(Saved entries)
····················

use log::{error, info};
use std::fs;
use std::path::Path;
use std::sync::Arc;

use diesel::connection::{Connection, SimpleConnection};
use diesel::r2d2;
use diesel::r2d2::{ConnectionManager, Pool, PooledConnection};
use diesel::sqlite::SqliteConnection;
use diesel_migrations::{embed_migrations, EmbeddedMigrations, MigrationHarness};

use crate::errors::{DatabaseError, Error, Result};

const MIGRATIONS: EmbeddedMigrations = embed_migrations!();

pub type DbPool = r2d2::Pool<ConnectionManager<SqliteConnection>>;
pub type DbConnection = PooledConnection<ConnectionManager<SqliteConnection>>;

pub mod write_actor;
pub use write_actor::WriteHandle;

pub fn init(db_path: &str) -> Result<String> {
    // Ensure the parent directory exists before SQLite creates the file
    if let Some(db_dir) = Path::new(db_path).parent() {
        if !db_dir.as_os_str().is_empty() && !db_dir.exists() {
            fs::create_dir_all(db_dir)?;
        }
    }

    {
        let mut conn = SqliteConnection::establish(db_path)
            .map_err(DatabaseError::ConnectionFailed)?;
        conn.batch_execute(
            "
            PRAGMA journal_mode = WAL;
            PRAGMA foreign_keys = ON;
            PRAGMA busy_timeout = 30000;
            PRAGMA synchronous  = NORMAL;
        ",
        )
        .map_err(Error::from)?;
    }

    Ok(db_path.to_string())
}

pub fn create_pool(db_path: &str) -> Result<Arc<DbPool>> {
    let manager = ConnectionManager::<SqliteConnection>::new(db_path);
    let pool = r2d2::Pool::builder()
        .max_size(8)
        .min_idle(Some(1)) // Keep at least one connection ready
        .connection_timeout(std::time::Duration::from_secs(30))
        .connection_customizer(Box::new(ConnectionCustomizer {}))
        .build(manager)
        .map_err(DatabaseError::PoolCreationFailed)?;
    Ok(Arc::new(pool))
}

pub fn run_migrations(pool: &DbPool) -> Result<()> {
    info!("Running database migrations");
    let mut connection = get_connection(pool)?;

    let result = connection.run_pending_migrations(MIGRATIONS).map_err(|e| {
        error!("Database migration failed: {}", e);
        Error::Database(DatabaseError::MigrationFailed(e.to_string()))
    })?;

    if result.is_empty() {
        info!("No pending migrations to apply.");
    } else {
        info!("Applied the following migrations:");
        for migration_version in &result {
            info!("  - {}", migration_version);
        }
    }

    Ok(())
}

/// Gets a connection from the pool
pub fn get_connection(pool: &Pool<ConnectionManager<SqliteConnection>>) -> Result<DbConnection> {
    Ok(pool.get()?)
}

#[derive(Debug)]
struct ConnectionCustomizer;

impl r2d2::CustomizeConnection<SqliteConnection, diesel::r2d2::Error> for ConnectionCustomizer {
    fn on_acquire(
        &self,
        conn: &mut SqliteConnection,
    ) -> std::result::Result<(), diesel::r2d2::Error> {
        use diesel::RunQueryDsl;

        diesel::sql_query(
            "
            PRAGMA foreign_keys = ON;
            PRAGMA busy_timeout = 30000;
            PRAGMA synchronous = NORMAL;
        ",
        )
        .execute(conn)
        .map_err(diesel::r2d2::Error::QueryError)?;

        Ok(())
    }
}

····················

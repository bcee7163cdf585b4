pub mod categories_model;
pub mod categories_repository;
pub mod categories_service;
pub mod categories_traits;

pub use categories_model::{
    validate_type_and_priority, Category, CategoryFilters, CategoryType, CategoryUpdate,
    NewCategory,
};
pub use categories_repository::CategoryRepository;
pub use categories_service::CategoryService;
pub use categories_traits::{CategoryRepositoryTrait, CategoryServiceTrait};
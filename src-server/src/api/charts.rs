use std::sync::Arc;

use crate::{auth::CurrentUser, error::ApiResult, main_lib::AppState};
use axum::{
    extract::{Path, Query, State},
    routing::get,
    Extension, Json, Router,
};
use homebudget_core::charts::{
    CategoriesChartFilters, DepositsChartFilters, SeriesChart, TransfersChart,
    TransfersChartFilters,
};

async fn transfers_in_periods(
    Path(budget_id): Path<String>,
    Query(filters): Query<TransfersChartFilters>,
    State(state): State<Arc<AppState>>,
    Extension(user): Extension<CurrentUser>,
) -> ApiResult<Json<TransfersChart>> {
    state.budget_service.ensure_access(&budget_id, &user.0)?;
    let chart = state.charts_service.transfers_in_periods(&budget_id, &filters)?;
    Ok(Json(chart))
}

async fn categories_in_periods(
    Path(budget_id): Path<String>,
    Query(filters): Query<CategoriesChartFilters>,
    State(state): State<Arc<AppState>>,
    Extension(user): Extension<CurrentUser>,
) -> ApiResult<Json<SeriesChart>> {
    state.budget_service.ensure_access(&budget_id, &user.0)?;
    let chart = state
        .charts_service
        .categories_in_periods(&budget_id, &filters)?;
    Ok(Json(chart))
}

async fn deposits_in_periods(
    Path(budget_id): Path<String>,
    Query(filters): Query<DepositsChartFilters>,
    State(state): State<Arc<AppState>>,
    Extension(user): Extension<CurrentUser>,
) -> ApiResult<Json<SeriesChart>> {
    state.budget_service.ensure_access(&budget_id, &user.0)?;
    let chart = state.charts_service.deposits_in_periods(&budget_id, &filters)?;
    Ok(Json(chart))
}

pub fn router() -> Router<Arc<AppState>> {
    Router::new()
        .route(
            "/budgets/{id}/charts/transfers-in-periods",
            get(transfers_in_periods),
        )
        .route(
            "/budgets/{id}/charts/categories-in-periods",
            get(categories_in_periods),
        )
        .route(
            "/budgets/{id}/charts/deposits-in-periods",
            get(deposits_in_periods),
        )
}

····················

Exercise details: Scan the lines above for the word "PRAGMA". Return each one that has it.

Exercise output:
            PRAGMA journal_mode = WAL;
            PRAGMA foreign_keys = ON;
            PRAGMA busy_timeout = 30000;
            PRAGMA synchronous  = NORMAL;
            PRAGMA foreign_keys = ON;
            PRAGMA busy_timeout = 30000;
            PRAGMA synchronous = NORMAL;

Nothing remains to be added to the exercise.